My new bedroom was about twice as big as the one back home. Ravi had offered to buy new furniture for me, but I wasn’t having that, was I? So I’d told Mum I wanted to keep my old stuff. Now the battered wooden bed and the wobbly desk and the rickety bookcases looked as small and insignificant and out of place as I felt myself.

But what surprised me most was the walls. They were painted a soft, pale lilac, my most favourite colour in the whole world. I put Tabitha on the window ledge and looked around the room. So much beautiful colour, so much space, so much light. If it was anywhere except Ravi and Lalita’s house, it would be perfect …

Footsteps were coming up the stairs and I tensed. I didn’t have time to close the door. Quickly I opened one of the suitcases and began unpacking my clothes, hoping whoever it was would walk on by.

It was Ravi, and he stopped in the doorway. I forced myself to look up.

‘I hope you like the bedroom, Dani.’ He sounded anxious. ‘Your mum told me what your favourite colour was, so I bought the paint and decorated it for you …’
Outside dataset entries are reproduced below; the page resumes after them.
//! Worksheet vocabulary: canonical labels, the placeholders they feed, and
//! the prompts the extractor and validator look for.
//!
//! A [`FieldSchema`] is compiled once from a [`SchemaDefinition`] (built-in
//! or loaded from disk) and then passed explicitly to every stage.

use std::fs;
use std::path::Path;

use regex::Regex;
use tracing::info;

use crate::error::FillError;

mod defaults;
mod normalize;
mod schema;

pub use normalize::LabelNormalizer;
#[cfg(test)]
pub use schema::FieldDefinition;
pub use schema::{SchemaDefinition, SchemaError, SchemaFormat};

pub const CHECKED_BOX: char = '☒';

/// Question prompt shape shared by multiline termination and validation:
/// `Question 15...` or a strict numbered header such as `15.` followed by
/// whitespace or end of line. `1) Step one` is not a prompt.
pub const QUESTION_PROMPT_PATTERN: &str = r"^(?:Question\s+\d+\b|\d+\.(?:\s|$))";

/// Labels longer than this end a multiline value wherever they appear in a
/// line; shorter ones only when the line starts with them.
pub const MULTILINE_CONTAINS_MIN_CHARS: usize = 20;

const PLACEHOLDER_SHAPE: &str = r"^\{[^}]+\}$";

/// Ranking of a label match, weakest first.
#[derive(Debug, Clone, Copy, PartialEq, Eq, PartialOrd, Ord)]
pub enum MatchKind {
    Contains,
    Prefix,
    Exact,
}

impl MatchKind {
    pub fn as_str(self) -> &'static str {
        match self {
            Self::Contains => "contains",
            Self::Prefix => "prefix",
            Self::Exact => "exact",
        }
    }
}

#[derive(Debug, Clone)]
pub struct FieldSpec {
    /// Normalized label.
    pub label: String,
    pub placeholder: String,
    pub multiline: bool,
    pattern: Regex,
}

impl FieldSpec {
    /// Text following the label in a raw line, with the separating colon
    /// and surrounding whitespace removed.
    pub fn inline_value(&self, raw: &str) -> Option<String> {
        let found = self.pattern.find(raw)?;
        let rest = raw[found.end()..]
            .trim_start_matches(|ch: char| ch == ':' || ch.is_whitespace())
            .trim();
        Some(rest.to_string())
    }

    /// TC numbers are a single token; only the first line of a value counts.
    pub fn is_tc_number(&self) -> bool {
        self.label.contains("TC number")
    }

    pub fn concerns_date(&self) -> bool {
        let lower = self.label.to_lowercase();
        lower.contains("date") || lower.contains("certification")
    }
}

#[derive(Debug, Clone, Copy)]
pub struct LabelMatch<'a> {
    pub field: &'a FieldSpec,
    pub kind: MatchKind,
}

#[derive(Debug, Clone)]
pub struct CheckboxOption {
    /// Option text with the checked glyph removed.
    pub label: String,
    pub value: String,
    pattern: Regex,
}

impl CheckboxOption {
    /// True when the option text directly follows a checked glyph.
    pub fn is_checked_in(&self, text: &str) -> bool {
        text.contains(CHECKED_BOX) && self.pattern.is_match(text)
    }
}

#[derive(Debug, Clone)]
pub struct FieldSchema {
    normalizer: LabelNormalizer,
    fields: Vec<FieldSpec>,
    checkbox_prompt: Regex,
    checkboxes: Vec<CheckboxOption>,
    question_prompt: Regex,
    pub project_type_placeholder: String,
    pub regulatory_part_placeholder: String,
    pub option_placeholder: String,
    pub docket_placeholder: String,
    pub notice_placeholder: String,
    pub mandatory_placeholders: Vec<String>,
    pub mandatory_questions: Vec<String>,
}

impl FieldSchema {
    pub fn builtin() -> Result<Self, SchemaError> {
        Self::from_definition(defaults::definition())
    }

    /// Loads a JSON or TOML schema file.
    pub fn load(path: &Path) -> Result<Self, FillError> {
        if !path.is_file() {
            return Err(FillError::NotFound {
                path: path.to_path_buf(),
            });
        }

        let invalid = |source: SchemaError| FillError::Schema {
            path: path.to_path_buf(),
            source,
        };

        let format = SchemaFormat::from_path(path).map_err(invalid)?;
        let text = fs::read_to_string(path).map_err(|source| FillError::Io {
            path: path.to_path_buf(),
            source,
        })?;
        let definition = SchemaDefinition::parse(&text, format).map_err(invalid)?;
        let schema = Self::from_definition(definition).map_err(invalid)?;

        info!(
            path = %path.display(),
            fields = schema.fields.len(),
            checkboxes = schema.checkboxes.len(),
            "loaded placeholder schema"
        );
        Ok(schema)
    }

    pub fn from_definition(definition: SchemaDefinition) -> Result<Self, SchemaError> {
        if definition.fields.is_empty() {
            return Err(SchemaError::NoFields);
        }

        let normalizer = LabelNormalizer::new()?;
        let placeholder_shape = Regex::new(PLACEHOLDER_SHAPE)?;
        let check_placeholder = |placeholder: &str| {
            if placeholder_shape.is_match(placeholder) {
                Ok(placeholder.to_string())
            } else {
                Err(SchemaError::BadPlaceholder(placeholder.to_string()))
            }
        };

        let mut fields: Vec<FieldSpec> = Vec::with_capacity(definition.fields.len());
        let mut raw_labels: Vec<&str> = Vec::with_capacity(definition.fields.len());
        for field in &definition.fields {
            let label = normalizer.normalize(&field.label);
            if label.is_empty() {
                return Err(SchemaError::EmptyLabel(field.label.clone()));
            }
            if let Some(index) = fields.iter().position(|known| known.label == label) {
                return Err(SchemaError::DuplicateLabel {
                    first: raw_labels[index].to_string(),
                    second: field.label.clone(),
                    normalized: label,
                });
            }

            let pattern = Regex::new(&LabelNormalizer::loose_pattern(&label))?;
            fields.push(FieldSpec {
                placeholder: check_placeholder(field.placeholder.as_str())?,
                label,
                multiline: field.multiline,
                pattern,
            });
            raw_labels.push(&field.label);
        }

        let mut checkboxes = Vec::new();
        for checkbox in definition.checkboxes() {
            let label = checkbox
                .label
                .replace(CHECKED_BOX, "")
                .split_whitespace()
                .collect::<Vec<_>>()
                .join(" ");
            if label.is_empty() {
                return Err(SchemaError::EmptyLabel(checkbox.label));
            }
            let pattern = Regex::new(&format!(
                r"{}\s*{}",
                regex::escape(&CHECKED_BOX.to_string()),
                LabelNormalizer::loose_pattern(&label)
            ))?;
            checkboxes.push(CheckboxOption {
                label,
                value: checkbox.value,
                pattern,
            });
        }

        let prompt = definition
            .checkbox_prompt()
            .split_whitespace()
            .collect::<Vec<_>>()
            .join(" ");
        let checkbox_prompt = Regex::new(&LabelNormalizer::loose_pattern(&prompt))?;

        Ok(Self {
            project_type_placeholder: check_placeholder(definition.project_type_placeholder())?,
            regulatory_part_placeholder: check_placeholder(
                definition.regulatory_part_placeholder(),
            )?,
            option_placeholder: check_placeholder(definition.option_placeholder())?,
            docket_placeholder: check_placeholder(definition.docket_placeholder())?,
            notice_placeholder: check_placeholder(definition.notice_placeholder())?,
            mandatory_placeholders: definition
                .mandatory_placeholders()
                .iter()
                .map(|placeholder| check_placeholder(placeholder.as_str()))
                .collect::<Result<_, _>>()?,
            mandatory_questions: definition.mandatory_questions(),
            question_prompt: Regex::new(QUESTION_PROMPT_PATTERN)?,
            checkbox_prompt,
            checkboxes,
            fields,
            normalizer,
        })
    }

    pub fn normalize(&self, text: &str) -> String {
        self.normalizer.normalize(text)
    }

    pub fn fields(&self) -> &[FieldSpec] {
        &self.fields
    }

    pub fn checkboxes(&self) -> &[CheckboxOption] {
        &self.checkboxes
    }

    /// Every placeholder the extractor reports, field table order first.
    pub fn extracted_placeholders(&self) -> Vec<&str> {
        let mut placeholders: Vec<&str> = Vec::with_capacity(self.fields.len() + 2);
        let extra = [
            self.project_type_placeholder.as_str(),
            self.regulatory_part_placeholder.as_str(),
        ];
        for placeholder in self
            .fields
            .iter()
            .map(|field| field.placeholder.as_str())
            .chain(extra)
        {
            if !placeholders.contains(&placeholder) {
                placeholders.push(placeholder);
            }
        }
        placeholders
    }

    pub fn field_for_placeholder(&self, placeholder: &str) -> Option<&FieldSpec> {
        self.fields
            .iter()
            .find(|field| field.placeholder == placeholder)
    }

    /// Best label for an already-normalized line: exact beats prefix beats
    /// contains, then the longer label, then table order.
    pub fn match_label(&self, normalized: &str) -> Option<LabelMatch<'_>> {
        if normalized.is_empty() {
            return None;
        }

        let mut best: Option<LabelMatch<'_>> = None;
        for field in &self.fields {
            let kind = if normalized == field.label {
                MatchKind::Exact
            } else if normalized.starts_with(&field.label) {
                MatchKind::Prefix
            } else if normalized.contains(&field.label) {
                MatchKind::Contains
            } else {
                continue;
            };

            let better = match best {
                None => true,
                Some(current) => {
                    (kind, field.label.len()) > (current.kind, current.field.label.len())
                }
            };
            if better {
                best = Some(LabelMatch { field, kind });
            }
        }
        best
    }

    pub fn is_checkbox_prompt(&self, text: &str) -> bool {
        self.checkbox_prompt.is_match(text)
    }

    pub fn is_question_prompt(&self, text: &str) -> bool {
        self.question_prompt.is_match(text.trim())
    }

    /// Whether `line` ends a multiline value: blank lines, question prompts,
    /// lines starting with a known label, and lines containing a long one.
    pub fn ends_multiline(&self, line: &str) -> bool {
        let trimmed = line.trim();
        if trimmed.is_empty() || self.is_question_prompt(trimmed) {
            return true;
        }

        let normalized = self.normalize(trimmed);
        self.fields.iter().any(|field| {
            normalized.starts_with(&field.label)
                || (field.label.chars().count() > MULTILINE_CONTAINS_MIN_CHARS
                    && normalized.contains(&field.label))
        })
    }
}

#[cfg(test)]
mod tests;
I felt – oh, I don’t know. Surprised, ashamed and a bit guilty. ‘Thank you,’ I said.

Ravi nodded. He waited hopefully to see if I was going to say anything else, but I honestly couldn’t think of anything more, so he wandered off after my mum.

Why did he have to be so nice? I thought glumly. If Ravi was an evil stepfather, like a character in a fairy story, it would be so easy to hate him. I was determined not to like him too much, but it was really difficult. I just felt that in a funny sort of way, I was betraying my dad. Even though I’d been kind of relieved when he and Mum decided to split, because they argued all the time.

I sighed. ‘Why is life so complicated?’ I muttered under my breath.

‘First sign of madness.’

Lalita was leaning against the doorframe.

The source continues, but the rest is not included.